1. Compute the RHS of the Poisson system and store in PencilArray. The z-direction is local, like the native Oceananigans data.
2. Without performing an FFT, transpose the PencilArray so y is local
3. Perform FFT along y.
4. Transpose so that x is local.
5. Perform FFT along x.

Now the forward transform is complete, and the data has permutation (x, y, z) --- as usual, the reverse permutation that we started with for in-place transforms. But note that we need z to be local for the tridiagonal solve, so the next steps are

7. Reverse the transpose in step 4 so y is local.
8. Reverse the transpose in step 2 to z is local.
9. Tridiagonal solve in z.
10. Repeat the transpose in step 2 so y is local.
11. Repeat the transpose step 4 so z is local.
12. Backwards transform (3 more steps) to obtain the solution in physical space, with the layout (z, y, x) where z is local.

I think the pieces to write this algorithm are all here in PencilFFTs, I'm just not sure how to achieve it, so opening this issue! I'll list a few things I tried below.

[glwagner]

I think that steps 1-5 can be achieved with the current interface for in-place transforms. The main barrier is that I cannot specify NoTransform() along with other in-place specifications:

using MPI
using PencilFFTs
MPI.Init()

comm = MPI.COMM_WORLD

transforms = (
    PencilFFTs.Transforms.NoTransform(),
    PencilFFTs.Transforms.FFT!(),
    PencilFFTs.Transforms.FFT!()
)

plan = PencilFFTs.PencilFFTPlan((16, 32, 64), transforms, (2, 2), comm)
input = PencilFFTs.allocate_input(plan)

throws

[1] ArgumentError: cannot combine in-place and out-of-place transforms: (NoTransform, FFT!, FFT!)

This might be a trivial fix.

I guess if that is fixed, then we can also create a "plan" for the tranpositions in steps 7-8, 10-11 with transform=NoTransform(). But maybe there's a better way / other interface for just performing transpositions?

[glwagner]

Maybe I'm answering my own question: it looks like there's a function transpose! provided by PencilArrays. Perhaps I can call transpose! to achieve steps 1, 7-8, and 10-11? Then I just need to create an appropriate plan for the 2D transpose.

[jipolanco]

I think NoTransform is exactly what you're looking for!

Well, almost... There's a NoTransform! variant (note the bang!) which is compatible with in-place transforms.

[jipolanco]

Maybe I'm answering my own question: it looks like there's a function transpose! provided by PencilArrays. Perhaps I can call transpose! to achieve steps 1, 7-8, and 10-11? Then I just need to create an appropriate plan for the 2D transpose.

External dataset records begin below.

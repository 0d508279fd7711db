//! Module loading.
//!
//! Walks a policy directory, parses every Rego file and indexes the resulting
//! modules by package path. Any parse failure aborts the whole load.

use std::collections::HashMap;
use std::path::{Path, PathBuf};

use regex::Regex;
use tracing::{debug, info, instrument};
use walkdir::{DirEntry, WalkDir};

use crate::error::{CompilerError, Result};
use crate::parser::{Parser, RegoModule};

/// Ignore pattern that matches nothing.
pub const DEFAULT_IGNORE_PATTERN: &str = "^$";

/// Version control directory that is never traversed.
const VCS_DIR: &str = ".git";

/// Configuration for module loading.
#[derive(Debug, Clone)]
pub struct LoaderConfig {
    /// Paths matching this pattern are skipped.
    pub ignore: Option<Regex>,
    /// Whether `*_test.rego` files are loaded.
    pub include_tests: bool,
    /// File extension of policy sources.
    pub extension: String,
    /// Whether sources are syntax-checked with the Rego parser.
    pub syntax_check: bool,
}

impl Default for LoaderConfig {
    fn default() -> Self {
        Self {
            ignore: None,
            include_tests: false,
            extension: "rego".to_string(),
            syntax_check: true,
        }
    }
}

impl LoaderConfig {
    /// Creates a new loader configuration.
    #[must_use]
    pub fn new() -> Self {
        Self::default()
    }

    /// Sets the ignore pattern from a regex string.
    ///
    /// # Errors
    ///
    /// Returns an error if the pattern is not a valid regex.
    pub fn with_ignore_pattern(mut self, pattern: &str) -> Result<Self> {
        let regex = Regex::new(pattern).map_err(|e| CompilerError::InvalidIgnorePattern {
            pattern: pattern.to_string(),
            source: e,
        })?;
        self.ignore = Some(regex);
        Ok(self)
    }

    /// Sets whether test files are loaded.
    #[must_use]
    pub const fn with_tests(mut self, include: bool) -> Self {
        self.include_tests = include;
        self
    }

    /// Sets whether sources are syntax-checked.
    #[must_use]
    pub const fn with_syntax_check(mut self, check: bool) -> Self {
        self.syntax_check = check;
        self
    }

    /// Returns true if the path matches the ignore pattern.
    #[must_use]
    pub fn is_ignored(&self, path: &Path) -> bool {
        self.ignore
            .as_ref()
            .is_some_and(|re| re.is_match(&path.to_string_lossy()))
    }
}

/// Parsed modules indexed by `data.`-qualified package path.
#[derive(Debug, Default)]
pub struct ModuleSet {
    /// Modules ordered by file path.
    modules: Vec<RegoModule>,
    /// Package path to indices into `modules`.
    by_package: HashMap<String, Vec<usize>>,
}

impl ModuleSet {
    /// Builds an index over the given modules.
    #[must_use]
    pub fn from_modules(mut modules: Vec<RegoModule>) -> Self {
        modules.sort_by(|a, b| a.path.cmp(&b.path));

        let mut by_package: HashMap<String, Vec<usize>> = HashMap::new();
        for (idx, module) in modules.iter().enumerate() {
            by_package.entry(module.package_path()).or_default().push(idx);
        }

        Self {
            modules,
            by_package,
        }
    }

    /// Returns every module declaring the package path, in file order.
    #[must_use]
    pub fn get(&self, package_path: &str) -> Vec<&RegoModule> {
        self.by_package
            .get(package_path)
            .map(|indices| indices.iter().map(|&i| &self.modules[i]).collect())
            .unwrap_or_default()
    }

    /// Returns true if some module declares the package path.
    #[must_use]
    pub fn contains(&self, package_path: &str) -> bool {
        self.by_package.contains_key(package_path)
    }

    /// Iterates over all modules in file order.
    pub fn modules(&self) -> impl Iterator<Item = &RegoModule> {
        self.modules.iter()
    }

    /// Returns the number of modules.
    #[must_use]
    pub fn len(&self) -> usize {
        self.modules.len()
    }

    /// Returns true if no modules were loaded.
    #[must_use]
    pub fn is_empty(&self) -> bool {
        self.modules.is_empty()
    }
}

/// Loads Rego modules from a directory tree.
///
/// # Examples
///
/// ```rust,no_run
/// use kanon_compiler::{Loader, LoaderConfig};
///
/// let config = LoaderConfig::new().with_ignore_pattern("deprecated/").unwrap();
/// let modules = Loader::new(config).load_dir("policies").unwrap();
/// println!("Loaded {} modules", modules.len());
/// ```
#[derive(Debug, Default)]
pub struct Loader {
    config: LoaderConfig,
}

impl Loader {
    /// Creates a loader with the given configuration.
    #[must_use]
    pub const fn new(config: LoaderConfig) -> Self {
        Self { config }
    }

    /// Returns the loader configuration.
    #[must_use]
    pub const fn config(&self) -> &LoaderConfig {
        &self.config
    }

    /// Lists the policy files under `root`, sorted.
    ///
    /// # Errors
    ///
    /// Returns an error if the directory cannot be walked.
    pub fn discover(&self, root: impl AsRef<Path>) -> Result<Vec<PathBuf>> {
        let root = root.as_ref();
        let mut files = Vec::new();

        let walker = WalkDir::new(root)
            .sort_by_file_name()
            .into_iter()
            .filter_entry(|entry| !self.is_excluded(entry));

        for entry in walker {
            let entry = entry.map_err(|e| CompilerError::WalkError {
                path: root.to_path_buf(),
                source: e,
            })?;

            if entry.file_type().is_file() && self.is_policy_file(entry.path()) {
                files.push(entry.into_path());
            }
        }

        Ok(files)
    }

    /// Loads and parses every policy file under `root`.
    ///
    /// # Errors
    ///
    /// Returns the first read or parse error; no partial result is produced.
    #[instrument(skip(self), fields(root = %root.as_ref().display()))]
    pub fn load_dir(&self, root: impl AsRef<Path>) -> Result<ModuleSet> {
        let parser = Parser::new().with_syntax_check(self.config.syntax_check);

        let modules = self
            .discover(root)?
            .iter()
            .map(|path| parser.parse_file(path))
            .collect::<Result<Vec<_>>>()?;

        info!(modules = modules.len(), "Loaded rego modules");
        Ok(ModuleSet::from_modules(modules))
    }

    fn is_excluded(&self, entry: &DirEntry) -> bool {
        if entry.depth() == 0 {
            return false;
        }
        if entry.file_type().is_dir() && entry.file_name() == VCS_DIR {
            return true;
        }
        let ignored = self.config.is_ignored(entry.path());
        if ignored {
            debug!(path = ?entry.path(), "Ignoring path");
        }
        ignored
    }

    fn is_policy_file(&self, path: &Path) -> bool {
        if !path
            .extension()
            .is_some_and(|ext| ext == self.config.extension.as_str())
        {
            return false;
        }
        if self.config.include_tests {
            return true;
        }
        !path
            .file_stem()
            .is_some_and(|stem| stem.to_string_lossy().ends_with("_test"))
    }
}

#[cfg(test)]
mod tests {
    use std::fs;

    use tempfile::TempDir;

    use super::*;

    fn write(dir: &Path, rel: &str, contents: &str) {
        let path = dir.join(rel);
        fs::create_dir_all(path.parent().unwrap()).unwrap();
        fs::write(path, contents).unwrap();
    }

    fn corpus() -> TempDir {
        let dir = TempDir::new().unwrap();
        write(dir.path(), "lib/core.rego", "package lib.core\n\nis_pod := true\n");
        write(dir.path(), "pod-limits/src.rego", "package pod_limits\n\nimport data.lib.core\n");
        write(dir.path(), "pod-limits/src_test.rego", "package pod_limits\n\ntest_x := true\n");
        write(dir.path(), "pod-limits/README.md", "# docs\n");
        write(dir.path(), ".git/hooks/bad.rego", "not rego\n");
        write(dir.path(), "deprecated/old.rego", "package old\n");
        dir
    }

    #[test]
    fn test_discover_skips_tests_vcs_and_other_files() {
        let dir = corpus();
        let files = Loader::default().discover(dir.path()).unwrap();
        let names: Vec<_> = files
            .iter()
            .map(|p| p.strip_prefix(dir.path()).unwrap().to_string_lossy().replace('\\', "/"))
            .collect();

        assert_eq!(names, vec!["deprecated/old.rego", "lib/core.rego", "pod-limits/src.rego"]);
    }

    #[test]
    fn test_discover_applies_ignore_pattern() {
        let dir = corpus();
        let config = LoaderConfig::new().with_ignore_pattern("deprecated").unwrap();
        let files = Loader::new(config).discover(dir.path()).unwrap();

        assert_eq!(files.len(), 2);
        assert!(files.iter().all(|p| !p.to_string_lossy().contains("deprecated")));
    }

    #[test]
    fn test_discover_includes_tests_when_asked() {
        let dir = corpus();
        let files = Loader::new(LoaderConfig::new().with_tests(true))
            .discover(dir.path())
            .unwrap();
        assert_eq!(files.len(), 4);
    }

    #[test]
    fn test_invalid_ignore_pattern() {
        let result = LoaderConfig::new().with_ignore_pattern("(unclosed");
        assert!(matches!(result, Err(CompilerError::InvalidIgnorePattern { .. })));
    }

    #[test]
    fn test_load_dir_indexes_by_package() {
        let dir = corpus();
        let modules = Loader::default().load_dir(dir.path()).unwrap();

        assert_eq!(modules.len(), 3);
        assert!(modules.contains("data.lib.core"));
        assert_eq!(modules.get("data.pod_limits").len(), 1);
        assert!(modules.get("data.missing").is_empty());
    }

    #[test]
    fn test_load_dir_fails_on_invalid_file() {
        let dir = corpus();
        write(dir.path(), "broken/src.rego", "package broken\n\nviolation contains {{{\n");

        let result = Loader::default().load_dir(dir.path());
        assert!(matches!(result, Err(CompilerError::ParseError { .. })));
    }

    #[test]
    fn test_module_set_groups_split_packages() {
        let parser = Parser::new().with_syntax_check(false);
        let a = parser.parse_source("package lib.k8s\n\na := 1\n", "lib/a.rego").unwrap();
        let b = parser.parse_source("package lib.k8s\n\nb := 1\n", "lib/b.rego").unwrap();

        let set = ModuleSet::from_modules(vec![b, a]);
        let files: Vec<_> = set.get("data.lib.k8s").iter().map(|m| m.file_name()).collect();
        assert_eq!(files, vec!["lib/a.rego", "lib/b.rego"]);
    }
}
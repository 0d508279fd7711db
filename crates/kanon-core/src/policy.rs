//! Policy model and metadata.
//!
//! This module defines the [`Policy`] structure handed to manifest and
//! documentation generators: one record per severity-classified Rego file.

use std::collections::BTreeMap;
use std::fmt;
use std::path::{Path, PathBuf};
use std::str::FromStr;

use serde::{Deserialize, Serialize};

use crate::error::{Error, Result};
use crate::matchers::Matchers;
use crate::parameter::Parameter;

/// Enforcement action used when a policy declares none.
pub const DEFAULT_ENFORCEMENT: &str = "deny";

/// Enforcement actions Gatekeeper accepts on a Constraint.
pub const ENFORCEMENT_ACTIONS: [&str; 3] = ["deny", "dryrun", "warn"];

/// Severity of a policy, derived from its rule heads.
#[derive(Debug, Clone, Copy, PartialEq, Eq, PartialOrd, Ord, Hash, Serialize, Deserialize)]
#[serde(rename_all = "lowercase")]
pub enum Severity {
    /// The policy has a `violation` rule.
    Violation,
    /// The policy has a `warn` rule and no `violation` rule.
    Warning,
}

impl Severity {
    /// Returns the rule name that carries this severity.
    #[must_use]
    pub const fn rule_name(&self) -> &'static str {
        match self {
            Self::Violation => "violation",
            Self::Warning => "warn",
        }
    }
}

impl fmt::Display for Severity {
    fn fmt(&self, f: &mut fmt::Formatter<'_>) -> fmt::Result {
        match self {
            Self::Violation => f.write_str("Violation"),
            Self::Warning => f.write_str("Warning"),
        }
    }
}

impl FromStr for Severity {
    type Err = Error;

    fn from_str(s: &str) -> Result<Self> {
        match s {
            "violation" => Ok(Self::Violation),
            "warn" | "warning" => Ok(Self::Warning),
            other => Err(Error::UnknownSeverity(other.to_string())),
        }
    }
}

/// Category of a non-fatal finding.
#[derive(Debug, Clone, Copy, PartialEq, Eq, Serialize, Deserialize)]
#[serde(rename_all = "kebab-case")]
pub enum AdvisoryKind {
    /// Legacy and METADATA annotations both set the same thing.
    PrecedenceConflict,
    /// A legacy `@tag` annotation is in use.
    LegacyAnnotation,
    /// A METADATA key was not understood and was ignored.
    UnsupportedKey,
}

/// A non-fatal finding attached to a policy.
#[derive(Debug, Clone, PartialEq, Eq, Serialize, Deserialize)]
pub struct Advisory {
    /// What kind of finding this is.
    pub kind: AdvisoryKind,
    /// Human-readable message.
    pub message: String,
}

impl Advisory {
    /// Creates a new advisory.
    #[must_use]
    pub fn new(kind: AdvisoryKind, message: impl Into<String>) -> Self {
        Self {
            kind,
            message: message.into(),
        }
    }
}

/// A Rego policy with its extracted metadata.
///
/// # Examples
///
/// ```rust
/// use kanon_core::{Policy, Severity};
///
/// let policy = Policy::new(
///     "policies/container-deny-latest/src.rego",
///     "package container_deny_latest\n",
///     Severity::Violation,
/// );
///
/// assert_eq!(policy.kind, "ContainerDenyLatest");
/// assert_eq!(policy.name, "containerdenylatest");
/// assert_eq!(policy.enforcement, "deny");
/// ```
#[derive(Debug, Clone, PartialEq, Serialize, Deserialize)]
#[serde(rename_all = "camelCase")]
pub struct Policy {
    /// Source file path.
    pub path: PathBuf,

    /// Constraint kind, PascalCase of the containing directory.
    pub kind: String,

    /// Constraint name, the lowercase kind.
    pub name: String,

    /// Declared Rego package (without the `data.` prefix).
    #[serde(default)]
    pub package: String,

    /// Policy title.
    #[serde(default)]
    pub title: String,

    /// Policy description.
    #[serde(default)]
    pub description: String,

    /// Raw Rego source.
    pub source: String,

    /// Source with carriage returns removed, tabs expanded and trailing
    /// whitespace trimmed.
    pub sanitized_source: String,

    /// Comments before the package declaration, in order.
    #[serde(default, skip_serializing_if = "Vec::is_empty")]
    pub header_comments: Vec<String>,

    /// Rule head names, in declaration order.
    #[serde(default)]
    pub rule_names: Vec<String>,

    /// Severity classification.
    pub severity: Severity,

    /// Gatekeeper enforcement action.
    pub enforcement: String,

    /// Whether Constraint generation is skipped.
    #[serde(default)]
    pub skip_constraint: bool,

    /// Whether ConstraintTemplate generation is skipped.
    #[serde(default)]
    pub skip_template: bool,

    /// Identifier declared through the `policyID` rule.
    #[serde(default, skip_serializing_if = "Option::is_none")]
    pub policy_id: Option<String>,

    /// Declared parameters.
    #[serde(default, skip_serializing_if = "Vec::is_empty")]
    pub parameters: Vec<Parameter>,

    /// Normalized matchers.
    #[serde(default)]
    pub matchers: Matchers,

    /// Annotations to put on the generated Constraint.
    #[serde(default, skip_serializing_if = "BTreeMap::is_empty")]
    pub annotations: BTreeMap<String, String>,

    /// Labels to put on the generated Constraint.
    #[serde(default, skip_serializing_if = "BTreeMap::is_empty")]
    pub labels: BTreeMap<String, String>,

    /// Whether the header carries a `# METADATA` block.
    #[serde(default)]
    pub has_metadata: bool,

    /// Sources of every library this policy transitively imports.
    #[serde(default, skip_serializing_if = "Vec::is_empty")]
    pub dependencies: Vec<String>,

    /// Non-fatal findings from extraction.
    #[serde(default, skip_serializing_if = "Vec::is_empty")]
    pub advisories: Vec<Advisory>,
}

impl Policy {
    /// Creates a policy with derived identity and default metadata.
    #[must_use]
    pub fn new(path: impl Into<PathBuf>, source: impl Into<String>, severity: Severity) -> Self {
        let path = path.into();
        let source = source.into();
        let kind = kind_from_path(&path);

        Self {
            name: kind.to_lowercase(),
            kind,
            package: String::new(),
            title: String::new(),
            description: String::new(),
            sanitized_source: sanitize_source(&source),
            source,
            path,
            header_comments: Vec::new(),
            rule_names: Vec::new(),
            severity,
            enforcement: DEFAULT_ENFORCEMENT.to_string(),
            skip_constraint: false,
            skip_template: false,
            policy_id: None,
            parameters: Vec::new(),
            matchers: Matchers::default(),
            annotations: BTreeMap::new(),
            labels: BTreeMap::new(),
            has_metadata: false,
            dependencies: Vec::new(),
            advisories: Vec::new(),
        }
    }

    /// Sets the title.
    #[must_use]
    pub fn with_title(mut self, title: impl Into<String>) -> Self {
        self.title = title.into();
        self
    }

    /// Sets the description.
    #[must_use]
    pub fn with_description(mut self, description: impl Into<String>) -> Self {
        self.description = description.into();
        self
    }

    /// Sets the enforcement action.
    #[must_use]
    pub fn with_enforcement(mut self, enforcement: impl Into<String>) -> Self {
        self.enforcement = enforcement.into();
        self
    }

    /// Adds a parameter.
    #[must_use]
    pub fn with_parameter(mut self, parameter: Parameter) -> Self {
        self.parameters.push(parameter);
        self
    }

    /// Sets the matchers.
    #[must_use]
    pub fn with_matchers(mut self, matchers: Matchers) -> Self {
        self.matchers = matchers;
        self
    }

    /// Returns the source path as a display string.
    #[must_use]
    pub fn path_str(&self) -> String {
        self.path.display().to_string()
    }

    /// Checks that the enforcement action is one Gatekeeper accepts.
    ///
    /// # Errors
    ///
    /// Returns [`Error::InvalidEnforcement`] for any other action.
    pub fn validate_enforcement(&self) -> Result<()> {
        if ENFORCEMENT_ACTIONS.contains(&self.enforcement.as_str()) {
            Ok(())
        } else {
            Err(Error::InvalidEnforcement {
                action: self.enforcement.clone(),
                path: self.path_str(),
            })
        }
    }
}

/// Derives the constraint kind from a policy path.
///
/// The containing directory name is split on `-`, `_` and spaces and each
/// word gets an upper-case first letter.
///
/// ```rust
/// use kanon_core::policy::kind_from_path;
///
/// assert_eq!(
///     kind_from_path("/path/to/container-resource-limits/src.rego"),
///     "ContainerResourceLimits"
/// );
/// ```
#[must_use]
pub fn kind_from_path(path: impl AsRef<Path>) -> String {
    let dir = path
        .as_ref()
        .parent()
        .and_then(Path::file_name)
        .map(|n| n.to_string_lossy().into_owned())
        .unwrap_or_default();

    dir.split(['-', '_', ' '])
        .filter(|word| !word.is_empty())
        .map(|word| {
            let mut chars = word.chars();
            chars.next().map_or_else(String::new, |first| {
                first.to_uppercase().chain(chars).collect::<String>()
            })
        })
        .collect()
}

/// Normalizes Rego source for embedding in YAML block scalars.
///
/// ```rust
/// use kanon_core::policy::sanitize_source;
///
/// assert_eq!(sanitize_source("a  \r\n\tb\t\n"), "a\n    b");
/// ```
#[must_use]
pub fn sanitize_source(source: &str) -> String {
    source
        .replace('\r', "")
        .replace('\t', "    ")
        .lines()
        .map(str::trim_end)
        .collect::<Vec<_>>()
        .join("\n")
        .trim_end()
        .to_string()
}

#[cfg(test)]
mod tests {
    use super::*;

    #[test]
    fn test_policy_new_derives_identity() {
        let policy = Policy::new(
            "/path/to/rego/container-resource-limits/something.rego",
            "package x",
            Severity::Violation,
        );

        assert_eq!(policy.kind, "ContainerResourceLimits");
        assert_eq!(policy.name, "containerresourcelimits");
        assert_eq!(policy.enforcement, DEFAULT_ENFORCEMENT);
        assert!(policy.parameters.is_empty());
        assert!(policy.matchers.is_empty());
    }

    #[test]
    fn test_kind_keeps_inner_case() {
        assert_eq!(kind_from_path("policies/pod-PSP_rules/src.rego"), "PodPSPRules");
    }

    #[test]
    fn test_kind_without_parent() {
        assert_eq!(kind_from_path("src.rego"), "");
    }

    #[test]
    fn test_sanitize_source() {
        let source = "package test\r\n\nviolation[msg] {  \n\tmsg := \"x\"\n}\n\n";
        assert_eq!(
            sanitize_source(source),
            "package test\n\nviolation[msg] {\n    msg := \"x\"\n}"
        );
    }

    #[test]
    fn test_severity_from_str() {
        assert_eq!("violation".parse::<Severity>().unwrap(), Severity::Violation);
        assert_eq!("warn".parse::<Severity>().unwrap(), Severity::Warning);
        assert!("deny".parse::<Severity>().is_err());
    }

    #[test]
    fn test_validate_enforcement() {
        let policy = Policy::new("a/b/src.rego", "", Severity::Warning);
        assert!(policy.validate_enforcement().is_ok());

        let policy = policy.with_enforcement("dryrun");
        assert!(policy.validate_enforcement().is_ok());

        let policy = policy.with_enforcement("block");
        let err = policy.validate_enforcement().unwrap_err();
        assert!(matches!(err, Error::InvalidEnforcement { .. }));
    }

    #[test]
    fn test_policy_serialization() {
        let policy = Policy::new("policies/pod-limits/src.rego", "package x", Severity::Violation)
            .with_title("Pod limits");

        let json = serde_json::to_string(&policy).unwrap();
        assert!(json.contains(r#""kind":"PodLimits""#));
        assert!(json.contains(r#""severity":"violation""#));

        let deserialized: Policy = serde_json::from_str(&json).unwrap();
        assert_eq!(policy, deserialized);
    }
}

Exactly, you want to use transpose! there.

7. Reverse the transpose in step 4 so y is local.

8. Reverse the transpose in step 2 to z is local.

If I understood correctly, for 7-8 you would do:

transpose!(input[2], input[3])  # from local-x to local-y
transpose!(input[1], input[2])  # from local-y to local-z

9. Tridiagonal solve in z.

You might want to work with the array u = parent(input[1]) here, if you prefer to "unwrap" the PencilArray wrapper.

10. Repeat the transpose in step 2 so y is local.

11. Repeat the transpose step 4 so z is local.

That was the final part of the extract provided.